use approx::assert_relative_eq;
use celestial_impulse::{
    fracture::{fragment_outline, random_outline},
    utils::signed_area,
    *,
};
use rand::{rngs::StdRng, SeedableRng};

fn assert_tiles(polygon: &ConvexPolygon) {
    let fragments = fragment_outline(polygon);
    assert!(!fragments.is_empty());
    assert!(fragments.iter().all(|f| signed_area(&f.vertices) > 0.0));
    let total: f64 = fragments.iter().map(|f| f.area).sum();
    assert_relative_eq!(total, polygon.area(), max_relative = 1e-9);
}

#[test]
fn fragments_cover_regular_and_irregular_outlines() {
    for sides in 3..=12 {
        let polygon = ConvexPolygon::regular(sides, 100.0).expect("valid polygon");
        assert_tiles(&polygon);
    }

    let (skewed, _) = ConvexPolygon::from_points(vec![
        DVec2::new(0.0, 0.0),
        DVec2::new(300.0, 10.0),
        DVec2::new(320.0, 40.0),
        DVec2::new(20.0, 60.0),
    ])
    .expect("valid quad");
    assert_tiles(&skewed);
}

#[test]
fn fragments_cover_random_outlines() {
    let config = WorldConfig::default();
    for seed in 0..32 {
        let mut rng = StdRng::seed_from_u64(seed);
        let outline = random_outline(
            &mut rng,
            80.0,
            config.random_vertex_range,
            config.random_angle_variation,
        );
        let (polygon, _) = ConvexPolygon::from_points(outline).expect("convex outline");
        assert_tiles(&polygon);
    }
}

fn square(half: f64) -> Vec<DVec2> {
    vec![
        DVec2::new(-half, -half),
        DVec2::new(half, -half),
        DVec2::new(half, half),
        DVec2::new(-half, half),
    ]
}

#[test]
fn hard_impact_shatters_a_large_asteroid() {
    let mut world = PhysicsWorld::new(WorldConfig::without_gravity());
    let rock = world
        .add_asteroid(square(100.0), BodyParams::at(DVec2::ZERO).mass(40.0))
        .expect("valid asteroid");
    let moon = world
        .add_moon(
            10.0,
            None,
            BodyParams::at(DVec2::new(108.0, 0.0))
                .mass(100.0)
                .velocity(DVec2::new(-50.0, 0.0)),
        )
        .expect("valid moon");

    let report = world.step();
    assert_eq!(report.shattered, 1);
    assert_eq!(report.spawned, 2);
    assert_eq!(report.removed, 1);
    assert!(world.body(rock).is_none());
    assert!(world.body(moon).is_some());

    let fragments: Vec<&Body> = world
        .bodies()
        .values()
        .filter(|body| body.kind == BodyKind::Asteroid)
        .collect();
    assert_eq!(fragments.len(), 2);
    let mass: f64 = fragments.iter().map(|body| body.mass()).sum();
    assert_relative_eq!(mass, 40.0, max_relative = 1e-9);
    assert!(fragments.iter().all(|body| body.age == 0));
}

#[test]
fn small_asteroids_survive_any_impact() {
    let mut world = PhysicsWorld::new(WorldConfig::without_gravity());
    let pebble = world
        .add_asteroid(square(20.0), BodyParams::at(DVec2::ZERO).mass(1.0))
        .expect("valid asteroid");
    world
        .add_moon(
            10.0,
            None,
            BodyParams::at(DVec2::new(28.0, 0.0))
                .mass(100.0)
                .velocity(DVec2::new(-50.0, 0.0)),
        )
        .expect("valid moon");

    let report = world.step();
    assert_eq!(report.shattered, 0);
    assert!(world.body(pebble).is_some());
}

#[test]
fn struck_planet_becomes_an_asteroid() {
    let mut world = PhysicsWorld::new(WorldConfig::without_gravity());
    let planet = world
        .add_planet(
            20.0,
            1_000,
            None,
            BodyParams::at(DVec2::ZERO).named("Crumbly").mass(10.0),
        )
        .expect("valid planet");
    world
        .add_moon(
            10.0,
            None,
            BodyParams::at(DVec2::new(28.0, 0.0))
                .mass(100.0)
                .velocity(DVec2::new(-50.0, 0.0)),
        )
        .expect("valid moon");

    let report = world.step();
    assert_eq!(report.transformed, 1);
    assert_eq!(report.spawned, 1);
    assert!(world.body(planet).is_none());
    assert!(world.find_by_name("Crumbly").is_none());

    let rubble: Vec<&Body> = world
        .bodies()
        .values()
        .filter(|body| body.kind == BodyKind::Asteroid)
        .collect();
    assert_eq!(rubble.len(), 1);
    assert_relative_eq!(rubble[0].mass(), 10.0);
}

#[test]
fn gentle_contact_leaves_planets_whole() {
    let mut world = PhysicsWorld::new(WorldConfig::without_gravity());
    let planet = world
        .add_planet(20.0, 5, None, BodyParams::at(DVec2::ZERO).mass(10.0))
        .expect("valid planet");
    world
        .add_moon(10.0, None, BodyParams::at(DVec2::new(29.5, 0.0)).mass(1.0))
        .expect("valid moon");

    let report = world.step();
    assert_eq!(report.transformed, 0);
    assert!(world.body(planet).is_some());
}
::::::::::
→ Problem description: Keeping every line exactly as it is, retype the entries shown above.

→ Exercise answer:
use approx::assert_relative_eq;
use celestial_impulse::{
    fracture::{fragment_outline, random_outline},
    utils::signed_area,
    *,
};
use rand::{rngs::StdRng, SeedableRng};

fn assert_tiles(polygon: &ConvexPolygon) {
    let fragments = fragment_outline(polygon);
    assert!(!fragments.is_empty());
    assert!(fragments.iter().all(|f| signed_area(&f.vertices) > 0.0));
    let total: f64 = fragments.iter().map(|f| f.area).sum();
    assert_relative_eq!(total, polygon.area(), max_relative = 1e-9);
}

#[test]
fn fragments_cover_regular_and_irregular_outlines() {
    for sides in 3..=12 {
        let polygon = ConvexPolygon::regular(sides, 100.0).expect("valid polygon");
        assert_tiles(&polygon);
    }

    let (skewed, _) = ConvexPolygon::from_points(vec![
        DVec2::new(0.0, 0.0),
        DVec2::new(300.0, 10.0),
        DVec2::new(320.0, 40.0),
        DVec2::new(20.0, 60.0),
    ])
    .expect("valid quad");
    assert_tiles(&skewed);
}

#[test]
fn fragments_cover_random_outlines() {
    let config = WorldConfig::default();
    for seed in 0..32 {
        let mut rng = StdRng::seed_from_u64(seed);
        let outline = random_outline(
            &mut rng,
            80.0,
            config.random_vertex_range,
            config.random_angle_variation,
        );
        let (polygon, _) = ConvexPolygon::from_points(outline).expect("convex outline");
        assert_tiles(&polygon);
    }
}

fn square(half: f64) -> Vec<DVec2> {
    vec![
        DVec2::new(-half, -half),
        DVec2::new(half, -half),
        DVec2::new(half, half),
        DVec2::new(-half, half),
    ]
}

#[test]
fn hard_impact_shatters_a_large_asteroid() {
    let mut world = PhysicsWorld::new(WorldConfig::without_gravity());
    let rock = world
        .add_asteroid(square(100.0), BodyParams::at(DVec2::ZERO).mass(40.0))
        .expect("valid asteroid");
    let moon = world
        .add_moon(
            10.0,
            None,
            BodyParams::at(DVec2::new(108.0, 0.0))
                .mass(100.0)
                .velocity(DVec2::new(-50.0, 0.0)),
        )
        .expect("valid moon");

    let report = world.step();
    assert_eq!(report.shattered, 1);
    assert_eq!(report.spawned, 2);
    assert_eq!(report.removed, 1);
    assert!(world.body(rock).is_none());
    assert!(world.body(moon).is_some());

    let fragments: Vec<&Body> = world
        .bodies()
        .values()
        .filter(|body| body.kind == BodyKind::Asteroid)
        .collect();
    assert_eq!(fragments.len(), 2);
    let mass: f64 = fragments.iter().map(|body| body.mass()).sum();
    assert_relative_eq!(mass, 40.0, max_relative = 1e-9);
    assert!(fragments.iter().all(|body| body.age == 0));
}

#[test]
fn small_asteroids_survive_any_impact() {
    let mut world = PhysicsWorld::new(WorldConfig::without_gravity());
    let pebble = world
        .add_asteroid(square(20.0), BodyParams::at(DVec2::ZERO).mass(1.0))
        .expect("valid asteroid");
    world
        .add_moon(
            10.0,
            None,
            BodyParams::at(DVec2::new(28.0, 0.0))
                .mass(100.0)
                .velocity(DVec2::new(-50.0, 0.0)),
        )
        .expect("valid moon");

    let report = world.step();
    assert_eq!(report.shattered, 0);
    assert!(world.body(pebble).is_some());
}

#[test]
fn struck_planet_becomes_an_asteroid() {
    let mut world = PhysicsWorld::new(WorldConfig::without_gravity());
    let planet = world
        .add_planet(
            20.0,
            1_000,
            None,
            BodyParams::at(DVec2::ZERO).named("Crumbly").mass(10.0),
        )
        .expect("valid planet");
    world
        .add_moon(
            10.0,
            None,
            BodyParams::at(DVec2::new(28.0, 0.0))
                .mass(100.0)
                .velocity(DVec2::new(-50.0, 0.0)),
        )
        .expect("valid moon");

    let report = world.step();
    assert_eq!(report.transformed, 1);
    assert_eq!(report.spawned, 1);
    assert!(world.body(planet).is_none());
    assert!(world.find_by_name("Crumbly").is_none());

    let rubble: Vec<&Body> = world
        .bodies()
        .values()
        .filter(|body| body.kind == BodyKind::Asteroid)
        .collect();
    assert_eq!(rubble.len(), 1);
    assert_relative_eq!(rubble[0].mass(), 10.0);
}

#[test]
fn gentle_contact_leaves_planets_whole() {
    let mut world = PhysicsWorld::new(WorldConfig::without_gravity());
    let planet = world
        .add_planet(20.0, 5, None, BodyParams::at(DVec2::ZERO).mass(10.0))
        .expect("valid planet");
    world
        .add_moon(10.0, None, BodyParams::at(DVec2::new(29.5, 0.0)).mass(1.0))
        .expect("valid moon");

    let report = world.step();
    assert_eq!(report.transformed, 0);
    assert!(world.body(planet).is_some());
}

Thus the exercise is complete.